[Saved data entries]
* * * * *

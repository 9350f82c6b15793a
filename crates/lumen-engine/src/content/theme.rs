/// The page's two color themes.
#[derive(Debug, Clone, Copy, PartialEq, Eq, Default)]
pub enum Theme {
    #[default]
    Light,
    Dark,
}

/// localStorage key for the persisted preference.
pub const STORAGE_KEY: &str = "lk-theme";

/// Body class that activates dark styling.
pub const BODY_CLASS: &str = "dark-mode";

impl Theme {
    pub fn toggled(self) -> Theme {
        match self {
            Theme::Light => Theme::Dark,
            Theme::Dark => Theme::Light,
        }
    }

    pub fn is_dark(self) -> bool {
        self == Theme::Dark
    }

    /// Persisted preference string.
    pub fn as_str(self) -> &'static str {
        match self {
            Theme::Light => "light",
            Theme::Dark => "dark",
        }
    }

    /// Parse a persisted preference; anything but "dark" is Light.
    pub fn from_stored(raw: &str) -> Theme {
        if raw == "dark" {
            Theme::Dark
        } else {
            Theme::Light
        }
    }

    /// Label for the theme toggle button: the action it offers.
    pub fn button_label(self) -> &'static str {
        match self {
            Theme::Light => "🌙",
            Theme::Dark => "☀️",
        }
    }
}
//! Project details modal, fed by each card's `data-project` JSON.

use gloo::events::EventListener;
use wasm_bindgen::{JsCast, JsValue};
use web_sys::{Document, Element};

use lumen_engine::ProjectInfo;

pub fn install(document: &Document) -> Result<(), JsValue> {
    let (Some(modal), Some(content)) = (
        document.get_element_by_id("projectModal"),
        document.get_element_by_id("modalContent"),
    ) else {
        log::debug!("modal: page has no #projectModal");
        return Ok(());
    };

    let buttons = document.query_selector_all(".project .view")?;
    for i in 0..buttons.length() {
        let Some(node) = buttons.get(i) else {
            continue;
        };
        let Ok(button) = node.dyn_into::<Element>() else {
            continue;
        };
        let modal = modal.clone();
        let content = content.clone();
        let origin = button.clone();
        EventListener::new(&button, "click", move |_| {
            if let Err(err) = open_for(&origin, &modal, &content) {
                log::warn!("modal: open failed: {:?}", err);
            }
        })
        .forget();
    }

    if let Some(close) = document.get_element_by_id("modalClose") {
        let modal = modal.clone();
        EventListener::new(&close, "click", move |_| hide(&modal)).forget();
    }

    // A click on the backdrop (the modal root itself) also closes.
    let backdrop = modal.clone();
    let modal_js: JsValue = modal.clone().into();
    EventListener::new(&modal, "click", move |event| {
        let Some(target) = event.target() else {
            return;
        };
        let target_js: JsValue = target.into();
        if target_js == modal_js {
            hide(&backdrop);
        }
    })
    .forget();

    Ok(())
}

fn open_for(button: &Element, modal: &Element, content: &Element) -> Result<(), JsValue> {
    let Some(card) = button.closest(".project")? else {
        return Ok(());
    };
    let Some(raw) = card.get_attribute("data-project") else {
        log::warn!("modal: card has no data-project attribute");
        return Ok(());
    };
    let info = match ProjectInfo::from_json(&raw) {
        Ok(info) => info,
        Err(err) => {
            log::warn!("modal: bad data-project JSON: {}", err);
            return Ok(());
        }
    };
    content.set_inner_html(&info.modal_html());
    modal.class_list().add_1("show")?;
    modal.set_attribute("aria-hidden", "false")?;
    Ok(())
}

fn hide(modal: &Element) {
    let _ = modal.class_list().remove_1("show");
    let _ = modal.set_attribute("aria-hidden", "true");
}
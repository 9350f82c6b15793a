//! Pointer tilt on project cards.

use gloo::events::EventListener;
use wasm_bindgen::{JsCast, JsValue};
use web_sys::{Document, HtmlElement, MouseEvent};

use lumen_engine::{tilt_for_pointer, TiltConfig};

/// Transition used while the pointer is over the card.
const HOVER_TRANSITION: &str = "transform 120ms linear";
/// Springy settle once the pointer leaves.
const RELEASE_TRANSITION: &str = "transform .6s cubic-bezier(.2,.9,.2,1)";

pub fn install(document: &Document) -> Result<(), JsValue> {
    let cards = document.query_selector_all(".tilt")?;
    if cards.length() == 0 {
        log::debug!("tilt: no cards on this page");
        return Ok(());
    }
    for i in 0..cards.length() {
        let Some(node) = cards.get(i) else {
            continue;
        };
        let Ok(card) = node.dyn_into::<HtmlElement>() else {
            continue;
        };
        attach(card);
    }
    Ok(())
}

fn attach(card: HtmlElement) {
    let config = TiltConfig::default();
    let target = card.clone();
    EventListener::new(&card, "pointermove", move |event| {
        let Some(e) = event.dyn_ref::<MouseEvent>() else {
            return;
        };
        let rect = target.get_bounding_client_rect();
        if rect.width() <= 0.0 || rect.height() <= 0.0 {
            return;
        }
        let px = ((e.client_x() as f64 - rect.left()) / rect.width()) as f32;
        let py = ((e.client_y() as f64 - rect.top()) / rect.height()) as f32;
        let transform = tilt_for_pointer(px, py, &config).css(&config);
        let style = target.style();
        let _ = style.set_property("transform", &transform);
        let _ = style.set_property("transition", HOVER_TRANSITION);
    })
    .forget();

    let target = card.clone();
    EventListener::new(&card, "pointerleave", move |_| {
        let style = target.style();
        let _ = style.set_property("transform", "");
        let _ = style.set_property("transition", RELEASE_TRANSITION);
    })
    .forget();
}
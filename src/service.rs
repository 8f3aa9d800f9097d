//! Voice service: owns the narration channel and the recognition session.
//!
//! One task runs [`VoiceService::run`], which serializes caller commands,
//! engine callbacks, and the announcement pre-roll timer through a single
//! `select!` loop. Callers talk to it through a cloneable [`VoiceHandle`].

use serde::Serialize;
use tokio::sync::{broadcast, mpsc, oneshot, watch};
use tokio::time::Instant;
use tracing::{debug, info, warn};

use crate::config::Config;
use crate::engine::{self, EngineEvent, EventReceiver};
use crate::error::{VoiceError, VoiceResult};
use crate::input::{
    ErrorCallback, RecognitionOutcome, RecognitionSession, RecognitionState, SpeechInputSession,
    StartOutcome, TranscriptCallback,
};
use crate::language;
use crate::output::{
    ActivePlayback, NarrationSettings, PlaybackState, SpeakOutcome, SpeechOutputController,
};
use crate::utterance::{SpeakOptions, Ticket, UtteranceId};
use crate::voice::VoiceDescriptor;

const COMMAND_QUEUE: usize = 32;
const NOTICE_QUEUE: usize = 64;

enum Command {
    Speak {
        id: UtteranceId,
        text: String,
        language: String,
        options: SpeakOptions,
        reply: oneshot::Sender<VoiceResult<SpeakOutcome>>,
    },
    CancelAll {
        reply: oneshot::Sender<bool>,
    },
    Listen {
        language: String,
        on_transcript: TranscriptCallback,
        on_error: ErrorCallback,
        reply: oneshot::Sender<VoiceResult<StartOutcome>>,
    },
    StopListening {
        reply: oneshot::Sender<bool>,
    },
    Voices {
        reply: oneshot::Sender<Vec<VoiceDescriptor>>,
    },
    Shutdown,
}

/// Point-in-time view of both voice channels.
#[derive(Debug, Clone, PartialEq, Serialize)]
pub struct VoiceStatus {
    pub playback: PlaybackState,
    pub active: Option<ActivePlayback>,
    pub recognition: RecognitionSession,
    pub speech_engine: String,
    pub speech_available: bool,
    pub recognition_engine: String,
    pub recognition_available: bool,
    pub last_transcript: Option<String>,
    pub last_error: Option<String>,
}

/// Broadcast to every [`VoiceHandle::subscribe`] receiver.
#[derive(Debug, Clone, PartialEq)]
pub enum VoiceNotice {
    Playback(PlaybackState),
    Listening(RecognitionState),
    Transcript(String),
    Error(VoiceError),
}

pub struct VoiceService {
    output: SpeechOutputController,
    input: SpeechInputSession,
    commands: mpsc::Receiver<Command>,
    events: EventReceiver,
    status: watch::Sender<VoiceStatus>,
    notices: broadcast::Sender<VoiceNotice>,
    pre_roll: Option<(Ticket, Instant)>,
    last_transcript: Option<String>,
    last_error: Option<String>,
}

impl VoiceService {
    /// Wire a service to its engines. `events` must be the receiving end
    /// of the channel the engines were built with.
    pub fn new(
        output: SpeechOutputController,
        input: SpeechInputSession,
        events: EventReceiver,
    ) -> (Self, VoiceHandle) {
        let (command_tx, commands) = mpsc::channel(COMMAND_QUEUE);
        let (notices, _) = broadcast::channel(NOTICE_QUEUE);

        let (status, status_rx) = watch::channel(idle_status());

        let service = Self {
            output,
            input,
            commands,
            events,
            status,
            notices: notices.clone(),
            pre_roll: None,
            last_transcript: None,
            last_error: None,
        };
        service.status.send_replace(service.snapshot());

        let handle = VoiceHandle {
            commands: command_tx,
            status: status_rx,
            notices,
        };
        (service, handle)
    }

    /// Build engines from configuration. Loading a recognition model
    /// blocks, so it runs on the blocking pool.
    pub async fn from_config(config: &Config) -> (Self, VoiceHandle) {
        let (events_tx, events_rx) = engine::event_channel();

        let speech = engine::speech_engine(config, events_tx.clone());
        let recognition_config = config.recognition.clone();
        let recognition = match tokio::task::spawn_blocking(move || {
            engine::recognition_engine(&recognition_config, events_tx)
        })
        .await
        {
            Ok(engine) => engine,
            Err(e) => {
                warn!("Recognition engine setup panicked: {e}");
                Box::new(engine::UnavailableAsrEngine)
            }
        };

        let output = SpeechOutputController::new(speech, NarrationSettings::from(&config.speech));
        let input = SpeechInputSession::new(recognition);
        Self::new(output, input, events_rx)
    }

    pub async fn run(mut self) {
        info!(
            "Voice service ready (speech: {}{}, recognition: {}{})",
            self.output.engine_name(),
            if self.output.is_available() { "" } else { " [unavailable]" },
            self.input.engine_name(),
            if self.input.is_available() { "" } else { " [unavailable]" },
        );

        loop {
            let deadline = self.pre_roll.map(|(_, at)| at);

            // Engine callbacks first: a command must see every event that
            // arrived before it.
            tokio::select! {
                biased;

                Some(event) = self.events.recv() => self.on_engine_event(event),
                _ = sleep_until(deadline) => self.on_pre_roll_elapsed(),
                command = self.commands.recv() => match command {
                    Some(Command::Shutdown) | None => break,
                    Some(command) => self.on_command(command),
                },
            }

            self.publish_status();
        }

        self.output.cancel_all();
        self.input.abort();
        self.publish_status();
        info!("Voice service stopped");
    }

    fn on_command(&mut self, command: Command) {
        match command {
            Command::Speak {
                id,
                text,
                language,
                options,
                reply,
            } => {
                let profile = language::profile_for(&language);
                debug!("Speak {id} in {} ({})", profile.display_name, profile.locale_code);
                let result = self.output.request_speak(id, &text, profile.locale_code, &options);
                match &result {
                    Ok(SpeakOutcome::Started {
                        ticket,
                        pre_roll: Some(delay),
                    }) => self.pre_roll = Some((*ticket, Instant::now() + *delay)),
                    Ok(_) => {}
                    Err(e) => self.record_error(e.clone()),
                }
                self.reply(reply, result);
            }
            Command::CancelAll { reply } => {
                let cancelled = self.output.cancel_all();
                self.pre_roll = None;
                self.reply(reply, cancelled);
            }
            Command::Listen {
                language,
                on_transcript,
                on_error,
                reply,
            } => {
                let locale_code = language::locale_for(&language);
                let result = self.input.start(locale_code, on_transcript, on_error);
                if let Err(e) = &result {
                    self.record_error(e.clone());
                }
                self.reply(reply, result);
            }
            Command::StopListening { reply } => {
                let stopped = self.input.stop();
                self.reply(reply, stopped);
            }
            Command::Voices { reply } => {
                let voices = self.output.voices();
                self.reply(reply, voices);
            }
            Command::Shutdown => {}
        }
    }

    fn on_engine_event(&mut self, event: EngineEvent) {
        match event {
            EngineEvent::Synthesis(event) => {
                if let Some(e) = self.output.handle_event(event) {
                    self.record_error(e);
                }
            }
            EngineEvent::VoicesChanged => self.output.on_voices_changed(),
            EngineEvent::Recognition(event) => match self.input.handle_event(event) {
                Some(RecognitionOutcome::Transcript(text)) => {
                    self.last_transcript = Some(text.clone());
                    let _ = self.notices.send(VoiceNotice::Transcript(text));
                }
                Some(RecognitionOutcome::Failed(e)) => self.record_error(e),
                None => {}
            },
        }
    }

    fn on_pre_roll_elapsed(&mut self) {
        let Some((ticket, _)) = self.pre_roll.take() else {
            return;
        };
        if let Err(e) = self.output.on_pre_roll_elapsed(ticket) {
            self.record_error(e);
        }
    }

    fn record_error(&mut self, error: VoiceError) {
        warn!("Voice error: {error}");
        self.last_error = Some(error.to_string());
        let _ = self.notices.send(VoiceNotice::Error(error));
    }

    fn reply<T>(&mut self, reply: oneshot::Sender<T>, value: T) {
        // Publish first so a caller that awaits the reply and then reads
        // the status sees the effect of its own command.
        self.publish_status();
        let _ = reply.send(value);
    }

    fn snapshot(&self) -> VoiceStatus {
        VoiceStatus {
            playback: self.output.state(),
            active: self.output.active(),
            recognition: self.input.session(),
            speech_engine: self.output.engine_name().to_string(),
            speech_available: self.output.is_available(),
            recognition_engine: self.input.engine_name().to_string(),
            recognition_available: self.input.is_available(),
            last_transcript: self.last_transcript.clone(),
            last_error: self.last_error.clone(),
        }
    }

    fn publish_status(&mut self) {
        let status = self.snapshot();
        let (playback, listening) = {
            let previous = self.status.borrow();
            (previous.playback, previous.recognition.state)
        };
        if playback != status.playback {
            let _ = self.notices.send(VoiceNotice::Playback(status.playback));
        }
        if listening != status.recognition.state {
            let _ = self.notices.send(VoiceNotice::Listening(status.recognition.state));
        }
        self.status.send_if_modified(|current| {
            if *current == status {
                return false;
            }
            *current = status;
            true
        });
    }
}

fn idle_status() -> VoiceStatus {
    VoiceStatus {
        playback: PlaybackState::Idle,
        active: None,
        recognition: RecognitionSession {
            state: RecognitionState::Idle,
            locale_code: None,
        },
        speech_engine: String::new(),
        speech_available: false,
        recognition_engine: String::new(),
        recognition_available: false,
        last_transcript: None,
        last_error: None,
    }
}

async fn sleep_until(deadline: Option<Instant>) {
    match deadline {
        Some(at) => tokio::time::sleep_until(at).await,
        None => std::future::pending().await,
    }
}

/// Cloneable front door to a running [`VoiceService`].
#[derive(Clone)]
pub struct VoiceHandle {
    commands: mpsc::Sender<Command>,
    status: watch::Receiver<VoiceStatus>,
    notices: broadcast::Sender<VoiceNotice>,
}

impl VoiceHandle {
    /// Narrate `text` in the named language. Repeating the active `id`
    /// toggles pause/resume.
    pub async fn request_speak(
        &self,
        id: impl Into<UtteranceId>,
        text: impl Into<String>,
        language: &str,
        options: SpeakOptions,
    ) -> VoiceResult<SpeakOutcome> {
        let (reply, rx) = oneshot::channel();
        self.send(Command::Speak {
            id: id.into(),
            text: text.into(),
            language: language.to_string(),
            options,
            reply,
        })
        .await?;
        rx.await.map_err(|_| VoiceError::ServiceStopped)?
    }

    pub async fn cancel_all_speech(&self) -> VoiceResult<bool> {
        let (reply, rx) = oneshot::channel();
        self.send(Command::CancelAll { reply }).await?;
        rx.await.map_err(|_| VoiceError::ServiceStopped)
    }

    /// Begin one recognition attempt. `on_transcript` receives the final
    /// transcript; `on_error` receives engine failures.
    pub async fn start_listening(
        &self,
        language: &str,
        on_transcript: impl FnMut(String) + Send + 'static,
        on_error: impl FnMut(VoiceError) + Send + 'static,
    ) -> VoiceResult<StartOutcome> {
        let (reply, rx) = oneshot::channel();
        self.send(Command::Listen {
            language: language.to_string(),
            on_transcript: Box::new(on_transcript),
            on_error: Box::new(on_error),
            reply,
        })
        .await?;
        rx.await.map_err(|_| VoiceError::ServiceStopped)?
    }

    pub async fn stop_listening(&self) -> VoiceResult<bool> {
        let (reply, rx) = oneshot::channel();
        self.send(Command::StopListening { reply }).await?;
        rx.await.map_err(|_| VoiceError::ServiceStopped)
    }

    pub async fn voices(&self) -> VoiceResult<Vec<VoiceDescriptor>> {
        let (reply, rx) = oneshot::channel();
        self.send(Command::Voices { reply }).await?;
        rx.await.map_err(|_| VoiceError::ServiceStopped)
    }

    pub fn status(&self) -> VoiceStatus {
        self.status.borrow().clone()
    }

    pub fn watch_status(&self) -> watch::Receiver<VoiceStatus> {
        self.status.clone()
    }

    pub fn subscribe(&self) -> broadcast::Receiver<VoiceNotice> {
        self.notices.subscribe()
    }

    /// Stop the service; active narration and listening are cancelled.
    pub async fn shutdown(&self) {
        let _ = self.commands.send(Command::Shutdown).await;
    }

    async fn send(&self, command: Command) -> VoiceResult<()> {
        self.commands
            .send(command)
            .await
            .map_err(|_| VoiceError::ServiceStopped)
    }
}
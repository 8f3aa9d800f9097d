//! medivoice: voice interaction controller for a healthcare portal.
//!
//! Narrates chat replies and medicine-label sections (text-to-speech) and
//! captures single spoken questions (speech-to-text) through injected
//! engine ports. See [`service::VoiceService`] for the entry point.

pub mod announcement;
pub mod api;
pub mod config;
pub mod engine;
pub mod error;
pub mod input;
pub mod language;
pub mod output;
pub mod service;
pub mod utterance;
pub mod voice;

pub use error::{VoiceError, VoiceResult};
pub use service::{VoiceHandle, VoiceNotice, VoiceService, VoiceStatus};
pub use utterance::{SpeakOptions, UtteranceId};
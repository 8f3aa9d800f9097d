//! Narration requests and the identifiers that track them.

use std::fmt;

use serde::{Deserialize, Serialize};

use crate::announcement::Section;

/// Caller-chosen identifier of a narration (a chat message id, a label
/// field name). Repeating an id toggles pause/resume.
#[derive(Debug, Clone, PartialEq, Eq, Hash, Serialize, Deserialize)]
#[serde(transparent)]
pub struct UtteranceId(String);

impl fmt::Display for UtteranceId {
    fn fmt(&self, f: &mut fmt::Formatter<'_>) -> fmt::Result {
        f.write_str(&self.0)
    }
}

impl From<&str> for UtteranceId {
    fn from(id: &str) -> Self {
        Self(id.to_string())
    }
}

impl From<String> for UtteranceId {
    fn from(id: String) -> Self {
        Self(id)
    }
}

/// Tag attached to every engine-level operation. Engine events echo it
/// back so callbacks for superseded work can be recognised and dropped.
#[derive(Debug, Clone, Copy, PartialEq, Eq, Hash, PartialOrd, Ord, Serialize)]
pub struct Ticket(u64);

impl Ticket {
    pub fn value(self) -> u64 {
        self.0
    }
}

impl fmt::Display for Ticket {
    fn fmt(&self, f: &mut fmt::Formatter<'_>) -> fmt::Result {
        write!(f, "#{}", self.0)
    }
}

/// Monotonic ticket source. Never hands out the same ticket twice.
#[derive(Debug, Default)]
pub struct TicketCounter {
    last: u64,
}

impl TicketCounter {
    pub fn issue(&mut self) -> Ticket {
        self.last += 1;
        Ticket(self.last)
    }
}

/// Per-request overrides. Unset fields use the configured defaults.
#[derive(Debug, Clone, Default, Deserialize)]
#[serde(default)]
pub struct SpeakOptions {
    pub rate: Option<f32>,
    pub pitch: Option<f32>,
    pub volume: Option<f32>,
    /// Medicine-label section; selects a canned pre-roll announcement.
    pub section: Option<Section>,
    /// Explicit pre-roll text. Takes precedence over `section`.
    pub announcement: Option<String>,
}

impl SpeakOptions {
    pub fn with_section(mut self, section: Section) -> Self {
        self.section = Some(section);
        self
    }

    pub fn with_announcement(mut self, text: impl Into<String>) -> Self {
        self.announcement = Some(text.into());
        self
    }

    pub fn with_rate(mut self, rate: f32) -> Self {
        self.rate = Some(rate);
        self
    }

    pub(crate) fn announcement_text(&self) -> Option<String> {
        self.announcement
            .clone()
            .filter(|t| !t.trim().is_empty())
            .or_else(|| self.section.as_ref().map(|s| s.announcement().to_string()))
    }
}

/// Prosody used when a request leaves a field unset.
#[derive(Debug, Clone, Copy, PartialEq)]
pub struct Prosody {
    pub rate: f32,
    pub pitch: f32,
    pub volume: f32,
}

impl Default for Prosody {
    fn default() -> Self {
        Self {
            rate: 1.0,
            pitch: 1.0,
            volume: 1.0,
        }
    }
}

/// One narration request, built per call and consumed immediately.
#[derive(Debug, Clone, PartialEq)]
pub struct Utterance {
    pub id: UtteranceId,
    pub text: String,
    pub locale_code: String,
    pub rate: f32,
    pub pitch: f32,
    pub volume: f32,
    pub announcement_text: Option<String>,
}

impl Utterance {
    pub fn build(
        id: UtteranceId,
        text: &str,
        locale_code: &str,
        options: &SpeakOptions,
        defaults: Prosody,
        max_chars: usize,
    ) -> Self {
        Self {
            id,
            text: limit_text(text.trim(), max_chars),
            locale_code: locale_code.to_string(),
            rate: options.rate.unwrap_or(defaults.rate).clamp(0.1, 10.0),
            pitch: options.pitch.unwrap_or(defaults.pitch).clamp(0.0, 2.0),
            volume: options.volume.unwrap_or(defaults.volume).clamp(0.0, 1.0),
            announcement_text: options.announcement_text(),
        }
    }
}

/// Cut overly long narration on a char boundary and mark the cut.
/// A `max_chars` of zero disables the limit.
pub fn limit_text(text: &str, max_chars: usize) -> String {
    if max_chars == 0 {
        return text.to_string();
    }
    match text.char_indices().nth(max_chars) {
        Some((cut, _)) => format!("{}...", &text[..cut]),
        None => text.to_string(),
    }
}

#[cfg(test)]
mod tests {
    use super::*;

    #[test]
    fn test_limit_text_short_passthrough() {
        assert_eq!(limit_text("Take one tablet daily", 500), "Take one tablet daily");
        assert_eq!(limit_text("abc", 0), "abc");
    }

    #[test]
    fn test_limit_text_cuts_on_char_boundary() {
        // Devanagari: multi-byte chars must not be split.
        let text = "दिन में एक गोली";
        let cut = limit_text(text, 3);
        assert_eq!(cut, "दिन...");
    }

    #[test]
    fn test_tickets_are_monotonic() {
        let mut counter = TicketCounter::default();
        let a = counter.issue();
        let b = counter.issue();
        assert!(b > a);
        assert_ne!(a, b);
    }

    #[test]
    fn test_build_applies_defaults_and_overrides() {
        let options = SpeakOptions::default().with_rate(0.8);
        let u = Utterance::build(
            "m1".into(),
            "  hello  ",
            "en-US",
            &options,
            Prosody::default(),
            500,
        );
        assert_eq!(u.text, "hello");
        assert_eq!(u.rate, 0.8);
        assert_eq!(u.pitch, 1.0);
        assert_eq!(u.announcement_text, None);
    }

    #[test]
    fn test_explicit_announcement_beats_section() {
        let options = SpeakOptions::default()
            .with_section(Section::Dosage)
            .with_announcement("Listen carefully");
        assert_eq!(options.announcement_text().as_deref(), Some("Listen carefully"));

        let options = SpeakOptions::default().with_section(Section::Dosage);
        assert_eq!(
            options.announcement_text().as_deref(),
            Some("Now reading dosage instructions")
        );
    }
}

* * * * *

**DIRECTIONS FOR THIS TASK:**
Each line in the data that holds the word "derive" must be copied.

**EXERCISE OUTPUT:**
#[derive(Debug, Clone, Copy, PartialEq, Eq, Default)]
#[derive(Debug, Clone, PartialEq, Serialize)]
#[derive(Debug, Clone, PartialEq)]
#[derive(Clone)]
#[derive(Debug, Clone, PartialEq, Eq, Hash, Serialize, Deserialize)]
#[derive(Debug, Clone, Copy, PartialEq, Eq, Hash, PartialOrd, Ord, Serialize)]
#[derive(Debug, Default)]
#[derive(Debug, Clone, Default, Deserialize)]
#[derive(Debug, Clone, Copy, PartialEq)]
#[derive(Debug, Clone, PartialEq)]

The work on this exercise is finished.